Peng SHEPHERD
ALBIN MICHEL
592pp - 24,90 €
Critique parue en août 2020 dans Bifrost n° 99
Futur proche : un homme perd tout à coup son ombre sur un marché en Inde. Les médias s’emparent de l’affaire, et il s’avère bientôt qu’outre son ombre, la mémoire du pauvre homme a également été endommagée ; de nombreux souvenirs lui manquent. Ce n’est que le début d’une pandémie qui va très vite – en quelques jours – se répandre partout dans le monde sans qu’on comprenne comment elle fonctionne ; s’agit-il d’une contamination, d’une malédiction, d’une expérience qui aurait mal tourné ? Shepherd n’en dira rien. Toujours est-il qu’après l’ombre, la mémoire s’enfuit par tranches. Le roman s’ouvre quelques semaines après le début des événements, alors que Max et Ory se sont réfugiés dans un hôtel après avoir assisté au mariage d’un couple d’amis où ils ont appris l’arrivée de la pandémie sur le sol américain. Or, Max a perdu son ombre, et les deux protagonistes vivent dans l’attente angoissée des premières pertes de mémoire. Incapable de se résoudre à ce que Max la voit dépérir, Ory, profitant de l’absence de son mari parti chercher de la nourriture, décide de s’enfuir. C’est durant sa fuite qu’elle entreprend de s’enregistrer, racontant tout ce qu’elle vit, ses rencontres avec des malades à divers stades. Dans le même temps, fou de douleur, Ory part à sa recherche, mais du mauvais côté… Le récit alterne alors la narration entre Max et Ory et deux autres personnages : Naz, une jeune iranienne venue aux États-Unis pour préparer les JO au tir à l’arc — talent utile dans ce monde apocalyptique –, et un homme sans nom amnésique suite à un accident de voiture que certains docteurs conduiront en Inde à la rencontre du patient zéro.

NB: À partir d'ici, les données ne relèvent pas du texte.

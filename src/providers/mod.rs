//! Translation backends, one per external service.
//!
//! Every backend is a thin HTTP call: build the request, map the status and
//! payload onto [`ProviderError`], and flip its own availability flag when the
//! service signals throttling.

pub mod anthropic;
pub mod deepl;
pub mod gemini;
pub mod google;
pub mod huggingface;
pub mod libretranslate;
pub mod lingva;
pub mod mymemory;
pub mod openai;
pub mod yandex;

pub use anthropic::AnthropicProvider;
pub use deepl::DeepLProvider;
pub use gemini::GeminiProvider;
pub use google::GoogleTranslateProvider;
pub use huggingface::HuggingFaceProvider;
pub use libretranslate::LibreTranslateProvider;
pub use lingva::LingvaProvider;
pub use mymemory::MyMemoryProvider;
pub use openai::OpenAiProvider;
pub use yandex::YandexProvider;

use crate::config::Config;
use crate::error::ProviderError;
use crate::translate::{Provider, TranslationOptions};
use reqwest::{Client, RequestBuilder, StatusCode};
use serde::de::DeserializeOwned;
use std::sync::atomic::{AtomicBool, Ordering};
use std::sync::Arc;
use std::time::Duration;
use tracing::{debug, info, warn};

/// Request timeout for the free public services.
pub const PUBLIC_TIMEOUT: Duration = Duration::from_secs(10);

/// Request timeout for LLM-backed services and Google.
pub const LLM_TIMEOUT: Duration = Duration::from_secs(15);

/// Availability flag owned by a single provider.
///
/// Starts available and only ever flips to unavailable, when the provider sees
/// the service throttling it.
#[derive(Debug)]
pub struct Availability(AtomicBool);

impl Availability {
    pub fn new() -> Self {
        Self(AtomicBool::new(true))
    }

    pub fn is_available(&self) -> bool {
        self.0.load(Ordering::SeqCst)
    }

    /// Mark unavailable and return the matching rate-limit error.
    pub fn rate_limited(&self, provider: &str) -> ProviderError {
        if self.0.swap(false, Ordering::SeqCst) {
            warn!("{} rate limited, marking unavailable", provider);
        }
        ProviderError::rate_limit(provider)
    }
}

impl Default for Availability {
    fn default() -> Self {
        Self::new()
    }
}

/// Panics only if the TLS backend cannot be initialised, the same condition
/// under which `Client::new` panics.
pub(crate) fn http_client(timeout: Duration) -> Client {
    Client::builder()
        .timeout(timeout)
        .build()
        .expect("failed to initialise HTTP client")
}

/// Send a request and read the full body.
pub(crate) async fn send(
    provider: &str,
    request: RequestBuilder,
) -> Result<(StatusCode, String), ProviderError> {
    let response = request
        .send()
        .await
        .map_err(|e| ProviderError::from_reqwest(provider, &e))?;

    let status = response.status();
    debug!("{} response status: {}", provider, status);

    let body = response
        .text()
        .await
        .map_err(|e| ProviderError::from_reqwest(provider, &e))?;

    Ok((status, body))
}

/// Map a non-success status onto a provider error.
///
/// 429 marks the provider unavailable.
pub(crate) fn status_error(
    provider: &str,
    status: StatusCode,
    body: &str,
    availability: &Availability,
) -> ProviderError {
    match status {
        StatusCode::TOO_MANY_REQUESTS => availability.rate_limited(provider),
        StatusCode::UNAUTHORIZED | StatusCode::FORBIDDEN => {
            ProviderError::api(provider, "Invalid API key")
        }
        _ => ProviderError::api(
            provider,
            format!("{} API error ({}): {}", provider, status, truncate(body, 200)),
        ),
    }
}

pub(crate) fn parse_json<T: DeserializeOwned>(provider: &str, body: &str) -> Result<T, ProviderError> {
    serde_json::from_str(body).map_err(|e| {
        debug!("{} returned unparseable body: {}", provider, e);
        invalid_response(provider)
    })
}

pub(crate) fn invalid_response(provider: &str) -> ProviderError {
    ProviderError::api(provider, format!("Invalid response from {}", provider))
}

pub(crate) fn require_key(provider: &str, api_key: &str) -> Result<(), ProviderError> {
    if api_key.trim().is_empty() {
        return Err(ProviderError::api(
            provider,
            format!("{} API key is required", provider),
        ));
    }
    Ok(())
}

fn truncate(text: &str, max_chars: usize) -> &str {
    match text.char_indices().nth(max_chars) {
        Some((i, _)) => &text[..i],
        None => text,
    }
}

/// Prompt shared by the LLM-backed providers.
pub(crate) fn translation_prompt(text: &str, options: &TranslationOptions) -> String {
    let source = match options.source_language.as_deref() {
        Some(code) if !code.trim().is_empty() => language_name(code).unwrap_or(code),
        _ => "auto-detect",
    };
    let target = language_name(&options.target_language).unwrap_or(&options.target_language);

    format!(
        "Translate the following text from {} to {}. Only return the translation, no explanations:\n\n{}",
        source, target, text
    )
}

pub(crate) const TRANSLATOR_SYSTEM_PROMPT: &str =
    "You are a professional translator. Translate text accurately and only return the translation.";

/// Human-readable name for a language code, for better prompting.
pub fn language_name(code: &str) -> Option<&'static str> {
    let name = match code.to_lowercase().as_str() {
        "en" => "English",
        "es" => "Spanish",
        "fr" => "French",
        "de" => "German",
        "it" => "Italian",
        "pt" => "Portuguese",
        "ru" => "Russian",
        "ja" => "Japanese",
        "ko" => "Korean",
        "zh" => "Chinese",
        "ar" => "Arabic",
        "hi" => "Hindi",
        "th" => "Thai",
        "vi" => "Vietnamese",
        "id" => "Indonesian",
        "ms" => "Malay",
        "tl" => "Tagalog",
        "nl" => "Dutch",
        "pl" => "Polish",
        "tr" => "Turkish",
        "uk" => "Ukrainian",
        "cs" => "Czech",
        "sv" => "Swedish",
        "da" => "Danish",
        "fi" => "Finnish",
        "no" => "Norwegian",
        "el" => "Greek",
        "he" => "Hebrew",
        "hu" => "Hungarian",
        "ro" => "Romanian",
        "bg" => "Bulgarian",
        "hr" => "Croatian",
        "sk" => "Slovak",
        "sl" => "Slovenian",
        "lt" => "Lithuanian",
        "lv" => "Latvian",
        "et" => "Estonian",
        "bn" => "Bengali",
        _ => return None,
    };
    Some(name)
}

/// The free services that work without an API key, in fallback order.
pub fn default_providers() -> Vec<Arc<dyn Provider>> {
    free_providers(&Config::default())
}

/// Free services configured from `config`, followed by every keyed service
/// whose API key is present.
pub fn create_providers(config: &Config) -> Vec<Arc<dyn Provider>> {
    let mut providers = free_providers(config);

    if let Some(ref key) = config.gemini_api_key {
        let mut gemini = GeminiProvider::new(key.clone());
        if let Some(ref model) = config.gemini_model {
            gemini = gemini.with_model(model.clone());
        }
        providers.push(Arc::new(gemini));
    }
    if let Some(ref key) = config.openai_api_key {
        let mut openai = OpenAiProvider::openai(key.clone());
        if let Some(ref model) = config.openai_model {
            openai = openai.with_model(model.clone());
        }
        providers.push(Arc::new(openai));
    }
    if let Some(ref key) = config.anthropic_api_key {
        let mut anthropic = AnthropicProvider::new(key.clone());
        if let Some(ref model) = config.anthropic_model {
            anthropic = anthropic.with_model(model.clone());
        }
        providers.push(Arc::new(anthropic));
    }
    if let Some(ref key) = config.groq_api_key {
        let mut groq = OpenAiProvider::groq(key.clone());
        if let Some(ref model) = config.groq_model {
            groq = groq.with_model(model.clone());
        }
        providers.push(Arc::new(groq));
    }
    if let Some(ref key) = config.deepl_api_key {
        providers.push(Arc::new(DeepLProvider::new(key.clone(), config.deepl_use_free_api)));
    }

    info!(
        "Registered {} providers: {}",
        providers.len(),
        providers
            .iter()
            .map(|p| p.name())
            .collect::<Vec<_>>()
            .join(", ")
    );

    providers
}

/// The keyless services, with any endpoint overrides from `config` applied.
fn free_providers(config: &Config) -> Vec<Arc<dyn Provider>> {
    let mut libre = LibreTranslateProvider::new();
    if let Some(ref url) = config.libretranslate_url {
        libre = libre.with_base_url(url.clone());
    }
    if let Some(ref key) = config.libretranslate_api_key {
        libre = libre.with_api_key(key.clone());
    }

    let mut lingva = LingvaProvider::new();
    if let Some(ref url) = config.lingva_url {
        lingva = lingva.with_base_url(url.clone());
    }

    vec![
        Arc::new(MyMemoryProvider::new()),
        Arc::new(libre),
        Arc::new(HuggingFaceProvider::new(config.huggingface_api_key.clone())),
        Arc::new(lingva),
        Arc::new(GoogleTranslateProvider::new()),
        Arc::new(YandexProvider::new()),
    ]
}
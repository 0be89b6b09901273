use crate::error::ProviderError;
use crate::providers::{
    http_client, invalid_response, parse_json, send, status_error, Availability, PUBLIC_TIMEOUT,
};
use crate::translate::{Provider, TranslationOptions};
use async_trait::async_trait;
use reqwest::Client;
use serde::{Deserialize, Serialize};
use std::time::Duration;

const NAME: &str = "HuggingFace";
const DEFAULT_BASE_URL: &str = "https://api-inference.huggingface.co";

/// Hugging Face inference API running the Helsinki-NLP opus-mt models.
///
/// Works without a key at a lower rate limit.
pub struct HuggingFaceProvider {
    client: Client,
    base_url: String,
    api_key: Option<String>,
    availability: Availability,
}

impl HuggingFaceProvider {
    pub fn new(api_key: Option<String>) -> Self {
        Self {
            client: http_client(PUBLIC_TIMEOUT),
            base_url: DEFAULT_BASE_URL.to_string(),
            api_key: api_key.filter(|k| !k.trim().is_empty()),
            availability: Availability::new(),
        }
    }

    pub fn with_base_url(mut self, base_url: impl Into<String>) -> Self {
        self.base_url = base_url.into();
        self
    }

    pub fn with_timeout(mut self, timeout: Duration) -> Self {
        self.client = http_client(timeout);
        self
    }

    /// opus-mt models are per language pair; the source defaults to English.
    fn model(options: &TranslationOptions) -> String {
        format!(
            "Helsinki-NLP/opus-mt-{}-{}",
            options.source_or("en").to_lowercase(),
            options.target_language.to_lowercase()
        )
    }
}

#[derive(Serialize)]
struct InferenceRequest<'a> {
    inputs: &'a str,
}

#[derive(Deserialize, Debug)]
struct InferenceOutput {
    translation_text: Option<String>,
}

#[async_trait]
impl Provider for HuggingFaceProvider {
    fn name(&self) -> &str {
        NAME
    }

    async fn translate(
        &self,
        text: &str,
        options: &TranslationOptions,
    ) -> Result<String, ProviderError> {
        let url = format!("{}/models/{}", self.base_url, Self::model(options));
        let mut request = self.client.post(url).json(&InferenceRequest { inputs: text });
        if let Some(ref key) = self.api_key {
            request = request.bearer_auth(key);
        }

        let (status, body) = send(NAME, request).await?;
        if !status.is_success() {
            return Err(status_error(NAME, status, &body, &self.availability));
        }

        let outputs: Vec<InferenceOutput> = parse_json(NAME, &body)?;
        outputs
            .into_iter()
            .next()
            .and_then(|o| o.translation_text)
            .filter(|t| !t.is_empty())
            .ok_or_else(|| invalid_response(NAME))
    }

    fn is_available(&self) -> bool {
        self.availability.is_available()
    }
}

#[cfg(test)]
mod tests {
    use super::*;

    #[test]
    fn test_model_for_language_pair() {
        assert_eq!(
            HuggingFaceProvider::model(&TranslationOptions::new("es")),
            "Helsinki-NLP/opus-mt-en-es"
        );
        assert_eq!(
            HuggingFaceProvider::model(&TranslationOptions::new("EN").with_source("de")),
            "Helsinki-NLP/opus-mt-de-en"
        );
    }

    #[test]
    fn test_blank_key_ignored() {
        let provider = HuggingFaceProvider::new(Some("  ".to_string()));
        assert!(provider.api_key.is_none());
    }
}
use crate::error::{AutotranslateError, Result};
use crate::translate::DEFAULT_CHUNK_SIZE;
use serde::{Deserialize, Serialize};
use std::path::{Path, PathBuf};
use tracing::{debug, warn};

pub const DEFAULT_PORT: u16 = 3000;
pub const DEFAULT_CONCURRENCY: usize = 4;

/// Runtime settings. Every field can come from `config.toml`, `.env` or the
/// process environment, in increasing order of precedence.
#[derive(Debug, Clone, PartialEq, Serialize, Deserialize)]
#[serde(default)]
pub struct Config {
    pub port: u16,
    pub chunk_size: usize,
    pub concurrency: usize,

    pub huggingface_api_key: Option<String>,
    pub libretranslate_url: Option<String>,
    pub libretranslate_api_key: Option<String>,
    pub lingva_url: Option<String>,

    pub gemini_api_key: Option<String>,
    pub gemini_model: Option<String>,
    pub openai_api_key: Option<String>,
    pub openai_model: Option<String>,
    pub anthropic_api_key: Option<String>,
    pub anthropic_model: Option<String>,
    pub groq_api_key: Option<String>,
    pub groq_model: Option<String>,
    pub deepl_api_key: Option<String>,
    pub deepl_use_free_api: bool,
}

impl Default for Config {
    fn default() -> Self {
        Self {
            port: DEFAULT_PORT,
            chunk_size: DEFAULT_CHUNK_SIZE,
            concurrency: DEFAULT_CONCURRENCY,
            huggingface_api_key: None,
            libretranslate_url: None,
            libretranslate_api_key: None,
            lingva_url: None,
            gemini_api_key: None,
            gemini_model: None,
            openai_api_key: None,
            openai_model: None,
            anthropic_api_key: None,
            anthropic_model: None,
            groq_api_key: None,
            groq_model: None,
            deepl_api_key: None,
            deepl_use_free_api: true,
        }
    }
}

impl Config {
    pub fn load() -> Result<Self> {
        let mut config = match Self::config_file_path() {
            Some(path) if path.exists() => Self::from_file(&path)?,
            _ => Self::default(),
        };

        if let Ok(path) = dotenvy::dotenv() {
            debug!("Loaded environment from {}", path.display());
        }

        config.apply_env(|key| std::env::var(key).ok());
        Ok(config)
    }

    /// Read a TOML file. A malformed file is reported and ignored.
    pub fn from_file(path: &Path) -> Result<Self> {
        let contents = std::fs::read_to_string(path)?;
        match toml::from_str::<Config>(&contents) {
            Ok(config) => Ok(config),
            Err(e) => {
                warn!("Ignoring malformed config {}: {}", path.display(), e);
                Ok(Self::default())
            }
        }
    }

    /// Override fields from `lookup`, which is `std::env::var` outside tests.
    /// Unparseable numbers and blank strings leave the current value alone.
    pub fn apply_env<F>(&mut self, lookup: F)
    where
        F: Fn(&str) -> Option<String>,
    {
        let var = |key: &str| lookup(key).filter(|v| !v.trim().is_empty());

        if let Some(port) = var("PORT").and_then(|v| v.trim().parse().ok()) {
            self.port = port;
        }
        if let Some(size) = var("AUTOTRANSLATE_CHUNK_SIZE").and_then(|v| v.trim().parse().ok()) {
            self.chunk_size = size;
        }
        if let Some(c) = var("AUTOTRANSLATE_CONCURRENCY").and_then(|v| v.trim().parse().ok()) {
            self.concurrency = c;
        }

        let strings: [(&str, &mut Option<String>); 13] = [
            ("HUGGINGFACE_API_KEY", &mut self.huggingface_api_key),
            ("LIBRETRANSLATE_URL", &mut self.libretranslate_url),
            ("LIBRETRANSLATE_API_KEY", &mut self.libretranslate_api_key),
            ("LINGVA_URL", &mut self.lingva_url),
            ("GEMINI_API_KEY", &mut self.gemini_api_key),
            ("GEMINI_MODEL", &mut self.gemini_model),
            ("OPENAI_API_KEY", &mut self.openai_api_key),
            ("OPENAI_MODEL", &mut self.openai_model),
            ("ANTHROPIC_API_KEY", &mut self.anthropic_api_key),
            ("ANTHROPIC_MODEL", &mut self.anthropic_model),
            ("GROQ_API_KEY", &mut self.groq_api_key),
            ("GROQ_MODEL", &mut self.groq_model),
            ("DEEPL_API_KEY", &mut self.deepl_api_key),
        ];
        for (key, slot) in strings {
            if let Some(value) = var(key) {
                *slot = Some(value);
            }
        }

        if let Some(flag) = var("DEEPL_USE_FREE_API") {
            self.deepl_use_free_api = flag.trim() != "false";
        }
    }

    pub fn validate(&self) -> Result<()> {
        if self.chunk_size == 0 {
            return Err(AutotranslateError::Config(
                "Chunk size must be greater than 0".to_string(),
            ));
        }
        if self.concurrency == 0 {
            return Err(AutotranslateError::Config(
                "Concurrency must be greater than 0".to_string(),
            ));
        }
        if self.port == 0 {
            return Err(AutotranslateError::Config(
                "Port must be greater than 0".to_string(),
            ));
        }
        Ok(())
    }

    fn config_file_path() -> Option<PathBuf> {
        dirs::config_dir().map(|p| p.join("autotranslate").join("config.toml"))
    }
}

#[cfg(test)]
mod tests {
    use super::*;
    use std::collections::HashMap;
    use std::io::Write;

    fn env(pairs: &[(&str, &str)]) -> impl Fn(&str) -> Option<String> {
        let map: HashMap<String, String> = pairs
            .iter()
            .map(|(k, v)| (k.to_string(), v.to_string()))
            .collect();
        move |key| map.get(key).cloned()
    }

    #[test]
    fn test_default_config() {
        let config = Config::default();
        assert_eq!(config.port, 3000);
        assert_eq!(config.chunk_size, 300);
        assert_eq!(config.concurrency, 4);
        assert!(config.deepl_use_free_api);
        assert!(config.gemini_api_key.is_none());
        assert!(config.validate().is_ok());
    }

    #[test]
    fn test_env_overrides() {
        let mut config = Config::default();
        config.apply_env(env(&[
            ("PORT", "8080"),
            ("AUTOTRANSLATE_CHUNK_SIZE", "120"),
            ("GEMINI_API_KEY", "g-key"),
            ("GROQ_MODEL", "llama-3.3-70b-versatile"),
            ("LIBRETRANSLATE_URL", "http://localhost:5000"),
        ]));

        assert_eq!(config.port, 8080);
        assert_eq!(config.chunk_size, 120);
        assert_eq!(config.gemini_api_key.as_deref(), Some("g-key"));
        assert_eq!(config.groq_model.as_deref(), Some("llama-3.3-70b-versatile"));
        assert_eq!(config.libretranslate_url.as_deref(), Some("http://localhost:5000"));
        assert!(config.openai_api_key.is_none());
    }

    #[test]
    fn test_env_ignores_blank_and_garbage() {
        let mut config = Config::default();
        config.apply_env(env(&[
            ("PORT", "not-a-port"),
            ("AUTOTRANSLATE_CONCURRENCY", "-2"),
            ("OPENAI_API_KEY", "   "),
        ]));
        assert_eq!(config.port, 3000);
        assert_eq!(config.concurrency, 4);
        assert!(config.openai_api_key.is_none());
    }

    #[test]
    fn test_deepl_free_flag() {
        let mut config = Config::default();
        config.apply_env(env(&[("DEEPL_USE_FREE_API", "false")]));
        assert!(!config.deepl_use_free_api);

        config.apply_env(env(&[("DEEPL_USE_FREE_API", "0")]));
        assert!(config.deepl_use_free_api);
    }

    #[test]
    fn test_validate_rejects_zero() {
        let mut config = Config::default();
        config.chunk_size = 0;
        assert!(config.validate().is_err());

        let mut config = Config::default();
        config.concurrency = 0;
        assert!(config.validate().is_err());

        let mut config = Config::default();
        config.port = 0;
        assert!(config.validate().is_err());
    }

    #[test]
    fn test_from_file_partial() {
        let mut file = tempfile::NamedTempFile::new().unwrap();
        writeln!(file, "port = 4000\ndeepl_api_key = \"d-key\"\ndeepl_use_free_api = false").unwrap();

        let config = Config::from_file(file.path()).unwrap();
        assert_eq!(config.port, 4000);
        assert_eq!(config.chunk_size, 300);
        assert_eq!(config.deepl_api_key.as_deref(), Some("d-key"));
        assert!(!config.deepl_use_free_api);
    }

    #[test]
    fn test_from_file_malformed_falls_back() {
        let mut file = tempfile::NamedTempFile::new().unwrap();
        writeln!(file, "port = \"nope").unwrap();
        assert_eq!(Config::from_file(file.path()).unwrap(), Config::default());
    }
}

La force du roman tient à son matériau humain : en dressant le portrait de femmes et d’hommes minés par l’épée de Damoclès au-dessus de leur tête, épée qui finira inéluctablement par s’abattre, Shepherd fait montre d’une belle empathie pour l’ensemble de ses protagonistes. Sains ou malades diversement atteints, chacun réagit à sa façon, fataliste ou refusant l’adversité, tentant de conserver un optimisme fragile face à l’absence de remède. Les personnages – nombreux – échappent tous à la caricature, et se redéfinissent progressivement par rapport à un constituant majeur de la condition humaine : la mémoire, mouvante, relative, finalement tout sauf acquise dans un contexte évoquant un Alzheimer généralisé. Les scènes — poignantes – de personnages qui comprennent qu’ils ont perdu quelque chose, sans savoir quoi au juste, contrebalancent ainsi une narration d’événements plus conventionnelle qui enfile un certain nombre de passages obligés du scénario d’apocalypse : luttes entre survivants, montée des croyances… Si sur cet aspect Shepherd s’avère moins convaincante, elle a néanmoins une très bonne idée : mâtiner sa pandémie de magie (ou de fantasy, appelez ça comme vous voulez). Ainsi, de temps en temps, de manière aléatoire et imprévisible, les oublis deviennent réalité : une personne oublie qu’un cerf a des bois sur la tête ? Les bois disparaissent et sont remplacés par une paire d’ailes spectrales. Dans d’autres villes, un incendie généralisé se déclare… Cette idée, si elle tient clairement lieu de deus ex machina, offre pourtant un surcroît d’intérêt, quand elle ne relance pas totalement celui-ci. Car il nous faut parler du principal défaut du livre : sa longueur. Sur près de six cent pages on suit Max, Ory, Naz et Celui Qui Rassemble ; c’est beaucoup trop, tant l’autrice peine à maintenir l’attention du lecteur de bout en bout. Raboté d’un tiers, ce livre aurait pu limiter les passages obligés de la chute du monde et conserver intacte la force des personnages, remarquable dès les premières lignes – la preuve du talent naissant de Peng Shepherd. Car oui, il s’agit d’un premier roman, et malgré ses défauts évidents, l’aisance globale de l’autrice impressionne. Reste donc une belle découverte, une nouvelle voix au fort potentiel et qu’on espère relire avant longtemps – en plus court.